The letter also didn't come from nowhere. On March 7 two Deptford officials, W. Fownes and master shipwright Jonas Shish, had written the Commissioners to ask what to do with the "230 shipwrights on the book, though there is no vessel to build or repair but the Loyal London, and no timber nor plank in the yard, if required". Other letters occasionally complain of the workers not sticking around anyway and going off to better jobs, but formally they're apparently not free to do so. But worry not for the Deptford Dockyard, which will endure for 200 years and in 30 years is where tsar Peter the Great will come to learn shipbuilding (check out https://en.wikipedia.org/wiki/Dep…).

In the URL we like to quote for the State Papers, because it links to scans of the lovely 1893 edition, the last three digits are the page number. Controls to navigate to the preceding or next page appear discreetly at the lower right. An html alternative is https://www.british-history.ac.uk….

About Monday 9 March 1667/68

Stephane Chenard  •  Link

Also interesting today, a letter (at https://play.google.com/books/rea…) from the mayor of Falmouth, Thomas Holden to "Hickes" (maybe James, of the Inland Office), who "asks if he hears anything of a war with France". Always good to ask. He's seen instructions to a Dutch captain to avoid the Channel, and ripples may still be spreading from the La Roche/Allin affair of two weeks ago. And so there's unease in the air.

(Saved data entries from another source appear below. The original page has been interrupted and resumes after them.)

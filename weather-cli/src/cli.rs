use std::time::Duration;

use anyhow::{Context, anyhow};
use chrono::Local;
use clap::{Parser, Subcommand};
use inquire::{Password, Select};
use weather_core::{Config, Coordinate, Location, Presenter, TemperatureScale, alert_text};

/// Top-level CLI struct.
#[derive(Debug, Parser)]
#[command(name = "weather", version, about = "Current weather for a place or a position")]
pub struct Cli {
    #[command(subcommand)]
    pub command: Command,
}

#[derive(Debug, Subcommand)]
pub enum Command {
    /// Set the API key and the preferred temperature scale.
    Configure,

    /// Show current weather for an address or a position.
    Show {
        /// Address or place name. Defaults to the last one used.
        address: Option<String>,

        /// Position fix as LAT,LON. May be repeated; the last fix is used.
        #[arg(
            long = "at",
            value_name = "LAT,LON",
            allow_hyphen_values = true,
            conflicts_with = "address"
        )]
        at: Vec<Coordinate>,

        /// Temperature scale for this run: celsius, fahrenheit or kelvin.
        #[arg(long)]
        scale: Option<TemperatureScale>,

        /// Keep refreshing every SECS seconds until interrupted.
        #[arg(long, value_name = "SECS")]
        watch: Option<u64>,
    },
}

impl Cli {
    pub async fn run(self) -> anyhow::Result<()> {
        match self.command {
            Command::Configure => configure(),
            Command::Show {
                address,
                at,
                scale,
                watch,
            } => show(address, at, scale, watch).await,
        }
    }
}

fn configure() -> anyhow::Result<()> {
    let mut config = Config::load()?;

    let entered = Password::new("OpenWeatherMap API key:")
        .without_confirmation()
        .with_help_message(if config.api_key().is_ok() {
            "Leave empty to keep the current key"
        } else {
            "Get one at https://openweathermap.org/api"
        })
        .prompt()?;

    let entered = entered.trim();
    if !entered.is_empty() {
        config.set_api_key(entered.to_string());
    }
    config.api_key()?;

    let current = config.temperature_scale(system_locale().as_deref());
    let options = TemperatureScale::all().to_vec();
    let cursor = options.iter().position(|s| *s == current).unwrap_or(0);
    let scale = Select::new("Temperature scale:", options)
        .with_starting_cursor(cursor)
        .prompt()?;
    config.set_temperature_scale(scale);

    config.save()?;
    println!("Configuration saved to {}", Config::config_file_path()?.display());
    Ok(())
}

async fn show(
    address: Option<String>,
    at: Vec<Coordinate>,
    scale: Option<TemperatureScale>,
    watch: Option<u64>,
) -> anyhow::Result<()> {
    let mut config = Config::load()?;
    let scale = scale.unwrap_or_else(|| config.temperature_scale(system_locale().as_deref()));
    let mut presenter = Presenter::new(
        config.weather_client()?,
        Box::new(config.geocoder()?),
        scale,
    );

    let location = match presenter.location_for_fixes(&at) {
        Some(location) => location,
        None => {
            let text = address
                .or_else(|| config.last_address().map(str::to_owned))
                .ok_or_else(|| {
                    anyhow!(
                        "No address given and none saved yet.\n\
                         Hint: run `weather show <ADDRESS>` or `weather show --at LAT,LON`."
                    )
                })?;

            let location = presenter.location_for_address(&text).await;
            if config.last_address() != Some(text.as_str()) {
                config.set_last_address(text);
                config.save().context("Failed to remember the address")?;
            }
            location
        }
    };

    match watch {
        None => {
            let text = presenter.refresh(location).await.map_err(|e| {
                tracing::debug!(kind = e.kind(), error = %e, "Fetch failed");
                anyhow!(e.user_message())
            })?;
            println!("{text}");
        }
        Some(secs) => {
            let period = Duration::from_secs(secs.max(1));
            let interrupted = async {
                let _ = tokio::signal::ctrl_c().await;
            };
            watch_loop(&mut presenter, location, period, interrupted).await;
        }
    }

    Ok(())
}

/// Refreshes every `period` until `stop` completes, including mid-request.
async fn watch_loop(
    presenter: &mut Presenter,
    location: Location,
    period: Duration,
    stop: impl Future<Output = ()>,
) {
    let mut ticker = tokio::time::interval(period);
    tokio::pin!(stop);

    loop {
        tokio::select! {
            _ = ticker.tick() => {}
            _ = &mut stop => break,
        }

        let result = tokio::select! {
            result = presenter.refresh(location.clone()) => result,
            _ = &mut stop => break,
        };

        match result {
            Ok(text) => println!("[{}] {text}", Local::now().format("%H:%M:%S")),
            Err(e) => {
                tracing::debug!(kind = e.kind(), error = %e, "Fetch failed");
                eprintln!("{}", alert_text(&e));
            }
        }
    }
}

fn system_locale() -> Option<String> {
    locale_from(|name| std::env::var(name).ok())
}

/// First non-empty of `LC_ALL`, `LC_MEASUREMENT`, `LANG`, as POSIX lookup does.
fn locale_from(lookup: impl Fn(&str) -> Option<String>) -> Option<String> {
    ["LC_ALL", "LC_MEASUREMENT", "LANG"]
        .into_iter()
        .filter_map(lookup)
        .find(|v| !v.is_empty())
}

About Monday 9 March 1667/68

Stephane Chenard  •  Link

Today a "M. Wren" - presumably Matthew, of the Society - writes to Sam:

"Found Sir Wm. Coventry very well persuaded of the success of his project of wholly paying off a good part of the men belonging to the Deptford yard, and very desirous that the Navy Commissioners should make the experiment; told him their unwillingness to be responsible for an action of so doubtful an event (...)" (State Papers No. 56, https://play.google.com/books/rea…)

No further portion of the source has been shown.